Ни в одном эпизоде зритель не умилится и не прослезится, и ни за кого не будет болеть — он смотрит этими огромными глазами-экранами, как бы из будущего. Пьесу Кальдерона (а ее герои — реально жившие люди) отделяет от зрителя почти 400 лет, примерно так и спектакль XXI века видится с большого расстояния, иногда зритель, впрочем, забывается, и видит не артиста Яцко, а самого инфанта Фернандо XVII века. Глаза-экраны, между тем, покрываются арабской вязью, а потом неким вращающимся орнаментом. И один из этих экранов, тот, на который смотришь почти прямо, кажется крутящимся шаром, а другой — плоским кругом. Так и действие переходит от объемного — проживаемого как происходящее сейчас, к плоскому — когда это некое историческое, музейное, полотно.

Потом в «глазах» снова идет текст — высказывания помянутых вначале театральных режиссеров, которые одновременно зачитывает вслух некий господин. Завещания театру будущего, то есть, сегодняшнему. И во второй части разворачивается действо, отсылающее к театральным школам, которые еще не были задействованы в первой части. В обеих, надо сказать, присутствует там и сям возникающим лозунгом, название другой, самой известной пьесы Кальдерона — «Жизнь есть сон». И сон этот бесконечно повторяется в разных временах, обстоятельствах и народах, поскольку он и есть жизнь.
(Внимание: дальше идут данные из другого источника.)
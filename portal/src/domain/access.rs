//! Access guard layer: the authentication gate and the role gate.
//!
//! Both gates are pure decisions over a [`GuardOutcome`]. [`AccessGuard`]
//! composes them at a route entry and owns the only side effect, the identity
//! probe that confirms a session's role once its cached identity has aged
//! past the probe TTL.

use std::sync::Arc;

use chrono::Duration;
use mockable::Clock;
use tracing::{debug, info, warn};

use super::ports::AuthGateway;
use super::{Role, Session};

/// Where a guard sends the caller.
#[derive(Debug, Clone, Copy, PartialEq, Eq)]
pub enum GuardOutcome {
    /// Enter the route.
    Allow,
    /// Not authenticated: go to the login entry point.
    RedirectToLogin,
    /// Authenticated but the role does not open the route.
    RedirectToDashboard,
}

impl GuardOutcome {
    /// Redirect target, if any.
    pub fn location(self) -> Option<&'static str> {
        match self {
            Self::Allow => None,
            Self::RedirectToLogin => Some(PortalRoute::Login.path()),
            Self::RedirectToDashboard => Some(PortalRoute::Dashboard.path()),
        }
    }
}

/// Route entries of the portal and the roles they declare.
#[derive(Debug, Clone, Copy, PartialEq, Eq)]
pub enum PortalRoute {
    Login,
    Dashboard,
    Loans,
    ApplyLoan,
    LoanDetail,
    EditLoan,
    ReviewLoans,
    Users,
}

impl PortalRoute {
    /// Path pattern of the route entry.
    pub fn path(self) -> &'static str {
        match self {
            Self::Login => "/login",
            Self::Dashboard => "/dashboard",
            Self::Loans => "/dashboard/loans",
            Self::ApplyLoan => "/dashboard/apply-loan",
            Self::LoanDetail => "/dashboard/loans/{id}",
            Self::EditLoan => "/dashboard/loans/{id}/edit",
            Self::ReviewLoans => "/dashboard/review-loans",
            Self::Users => "/dashboard/users",
        }
    }

    /// Whether the route needs a session at all.
    pub fn is_protected(self) -> bool {
        !matches!(self, Self::Login)
    }

    /// Roles declared by the route; empty means any authenticated user.
    pub fn required_roles(self) -> &'static [Role] {
        match self {
            Self::ReviewLoans | Self::Users => &[Role::Admin],
            _ => &[],
        }
    }
}

/// Capability check: no declared roles, or `actual` is one of them.
///
/// # Examples
/// ```
/// use portal::domain::{role_satisfies, Role};
///
/// assert!(role_satisfies(&[], Role::User));
/// assert!(role_satisfies(&[Role::Admin], Role::Admin));
/// assert!(!role_satisfies(&[Role::Admin], Role::User));
/// ```
pub fn role_satisfies(required: &[Role], actual: Role) -> bool {
    required.is_empty() || required.contains(&actual)
}

/// Authentication gate: a session exists.
pub fn authentication_gate(session: Option<&Session>) -> GuardOutcome {
    match session {
        Some(_) => GuardOutcome::Allow,
        None => GuardOutcome::RedirectToLogin,
    }
}

/// Result of confirming the session's identity.
#[derive(Debug, Clone, Copy, PartialEq, Eq)]
pub enum ProbeOutcome {
    /// The backend (or a fresh cache entry) confirmed this role.
    Confirmed(Role),
    /// The probe failed or contradicted the session.
    Failed,
}

/// Role gate over a probe result.
pub fn role_gate(required: &[Role], probe: ProbeOutcome) -> GuardOutcome {
    match probe {
        ProbeOutcome::Failed => GuardOutcome::RedirectToLogin,
        ProbeOutcome::Confirmed(role) if role_satisfies(required, role) => GuardOutcome::Allow,
        ProbeOutcome::Confirmed(_) => GuardOutcome::RedirectToDashboard,
    }
}

/// What the caller must do with its stored session after a guard check.
#[derive(Debug, Clone, PartialEq, Eq)]
pub enum SessionUpdate {
    /// Keep what is stored.
    Unchanged,
    /// Store the re-probed session.
    Refreshed(Session),
    /// Drop the stored session.
    Cleared,
}

/// Guard result for one route entry.
#[derive(Debug, Clone, PartialEq, Eq)]
pub struct GuardDecision {
    pub outcome: GuardOutcome,
    pub session: SessionUpdate,
}

impl GuardDecision {
    fn keep(outcome: GuardOutcome) -> Self {
        Self {
            outcome,
            session: SessionUpdate::Unchanged,
        }
    }

    fn clear() -> Self {
        Self {
            outcome: GuardOutcome::RedirectToLogin,
            session: SessionUpdate::Cleared,
        }
    }

    /// Session to use for the rest of the request, if the route was allowed.
    pub fn admitted(self, current: Option<Session>) -> Option<Session> {
        if self.outcome != GuardOutcome::Allow {
            return None;
        }
        match self.session {
            SessionUpdate::Refreshed(session) => Some(session),
            SessionUpdate::Unchanged => current,
            SessionUpdate::Cleared => None,
        }
    }
}

/// Evaluates both gates at a route entry.
#[derive(Clone)]
pub struct AccessGuard {
    auth: Arc<dyn AuthGateway>,
    clock: Arc<dyn Clock>,
    probe_ttl: Duration,
}

impl AccessGuard {
    /// Build a guard that trusts a cached identity for `probe_ttl`.
    pub fn new(auth: Arc<dyn AuthGateway>, clock: Arc<dyn Clock>, probe_ttl: Duration) -> Self {
        Self {
            auth,
            clock,
            probe_ttl,
        }
    }

    /// Evaluate the authentication gate, then the role gate, for `route`.
    pub async fn admit(&self, route: PortalRoute, session: Option<&Session>) -> GuardDecision {
        if !route.is_protected() {
            return GuardDecision::keep(GuardOutcome::Allow);
        }
        let Some(session) = session else {
            return GuardDecision::keep(authentication_gate(None));
        };
        let required = route.required_roles();
        if required.is_empty() {
            return GuardDecision::keep(GuardOutcome::Allow);
        }

        let now = self.clock.utc();
        if session.is_fresh(now, self.probe_ttl) {
            debug!(route = route.path(), "role gate using cached identity");
            return GuardDecision::keep(role_gate(
                required,
                ProbeOutcome::Confirmed(session.role()),
            ));
        }

        match self.auth.me(session.token()).await {
            Ok(identity) => match session.reconfirm(identity, now) {
                Some(refreshed) => GuardDecision {
                    outcome: role_gate(required, ProbeOutcome::Confirmed(refreshed.role())),
                    session: SessionUpdate::Refreshed(refreshed),
                },
                None => {
                    warn!(
                        email = %session.email(),
                        "identity probe contradicted the session; ending it"
                    );
                    GuardDecision::clear()
                }
            },
            Err(error) => {
                info!(%error, route = route.path(), "identity probe failed");
                GuardDecision::clear()
            }
        }
    }
}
Во второй части много (и великолепно) поют, танцуют, ангелы жизни и ангелы смерти пробегают, сменяя друг друга, уже все давно умерли, но все равно есть, поскольку были. Один и тот же текст из «Стойкого принца» — сцену ревности Мулея, когда он узнает, что Феникс может быть выдана за другого — повторяется раз двадцать. Разными персонажами. И важным оказывается, не что говорят, а кто говорит, а потом даже и не говорит, а произносит отдельные слова или издает нечленораздельные звуки. Кто — это не индивидуально кто-то, а типологически. Вот пара в форме нацистской Германии, вот алкаш и проститутка, вот офицер XIX века и его дама, советские девчонка и парень, зомби на кладбище и так далее. В этом тоже стойкий принцип: принадлежности той или иной культуре и истории. Сон тот же, а снится по-разному. Как на старых фотографиях все кажутся похожими друг на друга, различаясь только возрастом и декором своих социальных страт, а на сегодняшних все как бы совсем разные. И сидящий на сцене коллекционер пластинок проигрывает их на патефоне, напоминая те старые фотографии и старые сны.

В конце возникает «Пир во время чумы». Не пьеса, а один монолог, но главное — пир, голосов и тел, сбившихся в круг, когда вокруг чума, и что из этого жизнь, а что сон — неизвестно. И то, и другое пройдет, и то, и другое возобновится.